**Task to carry out:** Output exactly the lines spanning from the line containing "pub mod error;" to the last line of the entries, inclusive.

**Supplied records:**
►
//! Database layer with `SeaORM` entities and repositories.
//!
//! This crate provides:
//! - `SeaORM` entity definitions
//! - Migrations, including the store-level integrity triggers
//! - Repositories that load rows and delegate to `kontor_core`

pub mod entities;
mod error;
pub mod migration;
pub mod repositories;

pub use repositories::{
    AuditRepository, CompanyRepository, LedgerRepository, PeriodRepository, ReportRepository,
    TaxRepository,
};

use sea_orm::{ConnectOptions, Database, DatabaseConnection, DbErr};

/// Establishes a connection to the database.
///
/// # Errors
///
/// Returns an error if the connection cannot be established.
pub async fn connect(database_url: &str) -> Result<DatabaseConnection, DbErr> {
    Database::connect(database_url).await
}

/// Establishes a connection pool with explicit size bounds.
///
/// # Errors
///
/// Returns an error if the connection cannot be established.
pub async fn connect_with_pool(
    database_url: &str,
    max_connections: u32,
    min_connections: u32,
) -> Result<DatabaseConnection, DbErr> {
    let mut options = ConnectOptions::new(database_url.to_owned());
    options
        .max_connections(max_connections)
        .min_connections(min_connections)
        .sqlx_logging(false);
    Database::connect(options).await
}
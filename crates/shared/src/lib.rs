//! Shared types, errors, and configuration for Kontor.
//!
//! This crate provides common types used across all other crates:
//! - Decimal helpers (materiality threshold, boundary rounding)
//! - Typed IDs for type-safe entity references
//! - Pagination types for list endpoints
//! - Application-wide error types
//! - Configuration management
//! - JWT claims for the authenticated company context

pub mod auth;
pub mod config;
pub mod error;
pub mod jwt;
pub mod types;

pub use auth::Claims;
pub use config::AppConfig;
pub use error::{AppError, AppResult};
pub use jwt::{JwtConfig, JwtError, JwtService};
◄
**Your response:**
pub mod error;
pub mod jwt;
pub mod types;

pub use auth::Claims;
pub use config::AppConfig;
pub use error::{AppError, AppResult};
pub use jwt::{JwtConfig, JwtError, JwtService};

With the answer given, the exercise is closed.